私も輪廻に今一つ疑心暗鬼だった時代、この解説には、なるほど~~と感心したのを覚えています(実際に、あなた、そういう心配するより、今すぐアーナ・パーナ・サティやりなさい、と指導僧から叱られました~苦笑)。。

勿論、タイも輪廻肯定仏教国だから、国民全体が「ある」という前提で仏典解釈しているだけであって、それって信仰の一種であって、科学的でない!と言おうと思えば、言えなくもないですけれど。

当時、私も輪廻に対する確信がもてず、もし輪廻がなかったら、仏教を学んでも意味ないし・・・とちょっと気持ちがグラグラしていましたけれど、実は、私は幼少の時から、輪廻の記憶があるのですね(今頃になって、ああ、あれは輪廻の記憶だと確信しました)。

私の生まれて最初の記憶は「あらら、今度は女の子に生まれてきたけど、女の子ってどういう風にふるまえばいいのかな?おしとやかってどんな風だっけ?」でした(不思議なことに、幼児なのに<おしとやか>って言葉を知っていました)。

次に覚えているのは「今度のお父さんの名前は△△だから、覚えておかなくちゃ」と言いながら、父の名前を一所懸命、何度も口ずさんで、暗記しようと努力していて・・・自然に構成された家族ではないような・・・ちょっと不自然な感覚でした。

5歳の時に初めて「おしゃか様」という言葉を聞いて(父が蓄音機で「お富さん♪(昔の流行歌)」を鳴らしていた)毬つきしていた私は直立不動になって、転がって行く毬を見ながら「遊んでいる場合じゃない。
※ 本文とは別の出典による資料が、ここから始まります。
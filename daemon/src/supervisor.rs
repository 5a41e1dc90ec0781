use common::JobRequest;
use std::collections::VecDeque;
use std::path::Path;
use std::process::Stdio;
use std::time::Duration;
use tokio::io::{AsyncBufReadExt, BufReader, Split};
use tokio::process::{Child, ChildStderr, Command};
use tokio::time::Instant;
use tokio_util::sync::CancellationToken;
use crate::artifacts::{remove_file_quietly, OutputValidator};
use crate::config::{EngineConfig, RecordingConfig};
use crate::error::{Failure, Outcome};

/// How many exceptional stderr lines are kept for the exit summary.
const KEEP_ERROR_LINES: usize = 10;

/// Capture command line. The duration is only a hint to the engine;
/// the supervisor enforces the real limit.
pub fn capture_args(engine: &EngineConfig, url: &str, duration: Duration, output: &Path) -> Vec<String> {
    let p = &engine.profile;
    let mut args: Vec<String> = [
        "-y", "-hide_banner", "-loglevel", "error", "-nostdin",
        // reconnect on drop
        "-reconnect", "1",
        "-reconnect_streamed", "1",
        "-reconnect_delay_max", "10",
        "-reconnect_at_eof", "1",
        "-multiple_requests", "1",
        "-http_persistent", "0",
    ]
    .iter()
    .map(|s| s.to_string())
    .collect();

    args.extend([
        "-timeout".to_string(),
        (engine.segment_timeout_secs * 1_000_000).to_string(),
        "-seekable".to_string(),
        "0".to_string(),
        "-live_start_index".to_string(),
        "-3".to_string(),
        "-protocol_whitelist".to_string(),
        engine.protocol_whitelist.clone(),
        "-i".to_string(),
        url.to_string(),
        "-t".to_string(),
        duration.as_secs().to_string(),
        "-map".to_string(),
        "0:v:0".to_string(),
        "-map".to_string(),
        "0:a?".to_string(),
        "-c:v".to_string(),
        "libx264".to_string(),
        "-preset".to_string(),
        p.preset.clone(),
        "-crf".to_string(),
        p.crf.to_string(),
        "-maxrate".to_string(),
        p.max_rate.clone(),
        "-bufsize".to_string(),
        p.buf_size.clone(),
        "-vf".to_string(),
        format!("scale=-2:{}", p.max_height),
        "-pix_fmt".to_string(),
        "yuv420p".to_string(),
        "-profile:v".to_string(),
        "baseline".to_string(),
        "-level".to_string(),
        "3.0".to_string(),
        "-c:a".to_string(),
        "aac".to_string(),
        "-b:a".to_string(),
        p.audio_bitrate.clone(),
        "-ac".to_string(),
        "2".to_string(),
        "-f".to_string(),
        "matroska".to_string(),
        output.to_string_lossy().into_owned(),
    ]);
    args
}

/// Encoder progress output, not worth logging.
pub fn is_progress_noise(line: &str) -> bool {
    let line = line.trim();
    if line.is_empty() {
        return true;
    }
    let lower = line.to_lowercase();
    lower.starts_with("frame=") || lower.starts_with("size=") || lower.contains(" frame=")
}

#[derive(Debug, Clone, PartialEq, Eq)]
pub struct CaptureReport {
    pub outcome: Outcome,
    /// The supervisor, not the engine, ended the capture.
    pub ceiling_hit: bool,
}

impl CaptureReport {
    fn new(outcome: Outcome, ceiling_hit: bool) -> Self {
        Self { outcome, ceiling_hit }
    }
}

/// Runs one capture and owns its child process until it is gone.
pub struct ProcessSupervisor {
    engine: EngineConfig,
    safety_margin: Duration,
    stop_grace: Duration,
    validator: OutputValidator,
}

impl ProcessSupervisor {
    pub fn new(engine: EngineConfig, recording: &RecordingConfig) -> Self {
        Self {
            engine,
            safety_margin: recording.safety_margin(),
            stop_grace: recording.stop_grace(),
            validator: OutputValidator::new(recording.min_output_bytes),
        }
    }

    /// Hard wall-clock limit for a request, measured from spawn.
    pub fn ceiling(&self, request: &JobRequest) -> Duration {
        request.duration() + self.safety_margin
    }

    pub async fn run(
        &self,
        request: &JobRequest,
        output: &Path,
        tag: &str,
        cancel: &CancellationToken,
    ) -> CaptureReport {
        if let Some(dir) = output.parent() {
            if let Err(e) = tokio::fs::create_dir_all(dir).await {
                log::error!("[{}] Cannot create {:?}: {}", tag, dir, e);
                return CaptureReport::new(Outcome::Failed(Failure::Engine(e.to_string())), false);
            }
        }

        if cancel.is_cancelled() {
            return CaptureReport::new(Outcome::Cancelled, false);
        }

        let ceiling = self.ceiling(request);
        let mut cmd = Command::new(&self.engine.program);
        cmd.args(capture_args(&self.engine, &request.stream_url, request.duration(), output));
        cmd.stdin(Stdio::null());
        cmd.stdout(Stdio::null());
        cmd.stderr(Stdio::piped());
        cmd.kill_on_drop(true);

        log::info!(
            "[{}] Starting capture: {} min, ceiling {}s",
            tag,
            request.duration_minutes(),
            ceiling.as_secs()
        );
        log::info!("[{}] URL: {}", tag, request.stream_url.chars().take(80).collect::<String>());

        let mut child = match cmd.spawn() {
            Ok(child) => child,
            Err(e) => {
                log::error!("[{}] Failed to spawn {:?}: {}", tag, self.engine.program, e);
                let reason = format!("failed to start {:?}: {}", self.engine.program, e);
                return CaptureReport::new(Outcome::Failed(Failure::Engine(reason)), false);
            }
        };

        let mut stderr = child.stderr.take().map(|s| BufReader::new(s).split(b'\n'));
        let mut recent: VecDeque<String> = VecDeque::with_capacity(KEEP_ERROR_LINES);
        let deadline = tokio::time::sleep_until(Instant::now() + ceiling);
        tokio::pin!(deadline);
        let mut ceiling_hit = false;

        loop {
            tokio::select! {
                biased;
                _ = cancel.cancelled() => {
                    log::info!("[{}] Cancelled, killing engine", tag);
                    kill_now(&mut child).await;
                    remove_file_quietly(output);
                    return CaptureReport::new(Outcome::Cancelled, false);
                }
                status = child.wait() => {
                    match status {
                        Ok(status) => log::info!("[{}] Engine exited: {}", tag, status),
                        Err(e) => log::error!("[{}] Failed to wait for engine: {}", tag, e),
                    }
                    break;
                }
                _ = &mut deadline => {
                    log::warn!("[{}] Engine exceeded ceiling of {}s, terminating", tag, ceiling.as_secs());
                    ceiling_hit = true;
                    stop_child(&mut child, self.stop_grace).await;
                    break;
                }
                line = next_line(&mut stderr) => match line {
                    Some(line) => keep_line(tag, line, &mut recent),
                    None => stderr = None,
                },
            }
        }

        if let Some(lines) = stderr.as_mut() {
            let drain = async {
                while let Ok(Some(raw)) = lines.next_segment().await {
                    keep_line(tag, String::from_utf8_lossy(&raw).into_owned(), &mut recent);
                }
            };
            let _ = tokio::time::timeout(Duration::from_secs(1), drain).await;
        }

        if !recent.is_empty() {
            log::warn!("[{}] Engine reported {} error line(s), last: {}", tag, recent.len(), recent.back().map(String::as_str).unwrap_or(""));
        }

        // exit and cancel can land together
        if cancel.is_cancelled() {
            remove_file_quietly(output);
            return CaptureReport::new(Outcome::Cancelled, ceiling_hit);
        }

        if !self.validator.validate(output).await {
            log::error!("[{}] FAILED: stream produced no usable data", tag);
            remove_file_quietly(output);
            let reason = recent
                .back()
                .cloned()
                .unwrap_or_else(|| "no usable output".to_string());
            return CaptureReport::new(Outcome::Failed(Failure::Engine(reason)), ceiling_hit);
        }

        CaptureReport::new(Outcome::Completed(output.to_path_buf()), ceiling_hit)
    }
}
大きくなったら、おしゃかさんの事、勉強する!」って、その場に立ちすくんでいました。

父母ともに、宗教心ゼロ(祖母はしっかりもので道徳心あり)、戦後の混乱期、絵本一冊買ってくれない家庭で、情操教育はしてもらった記憶はない、ですね(苦笑)。

その後、50歳過ぎて、パオセヤドーの著書「智慧の光」に出会うまで、やはり、偶然と必然のあわいを、仏法の方へ仏法の方へと、導かれて来たのだなぁ、と思います。

小学三年か四年の頃の事ですが、学校で女先生が黒板に東南アジアの地図を書いて「ここは緬甸」指さした時、黒板がピカっと光ったんですよね・・・そして私は「ああ、大きくなったら何か用事ができて緬甸に行くんだろか」なんて、人ごとのような気分で黒板を見つめていました・・・私は、教室の全員が光を見たと思い込んでいて、光の事は、誰にも言いませんでした(心の奥では、光の事は、他人に言わない方がいいと、分かっていたのかも知れません)。

そして、40年後の50歳の頃、本当に緬甸モーラミャインのパオ森林寺院に行って、2年間、修行生活を送ったのですから、これは偶然ではありえない訳で・・・。

こういう話をすると、あなた、半生記を書けばいいのに、という人がいます。

私のしゃべりは、講談みたいで話しだすと面白いけど、文字に書くとなんだかなぁ・・・(苦笑)。

人生最初の記憶が、実は輪廻の記憶だったって事は、hatenaに記録しとこ(笑)。

追記:仏陀の無記の理由の一つに、「質問者の態度が失礼な時、無記(無言)」というのがあるらしいです。あと「如来は般涅槃後どうなるか?」という疑問に答えなかったのは、涅槃とは言語道断の世界だから、言えない、説明すればするほど嘘になる、という事かな、と。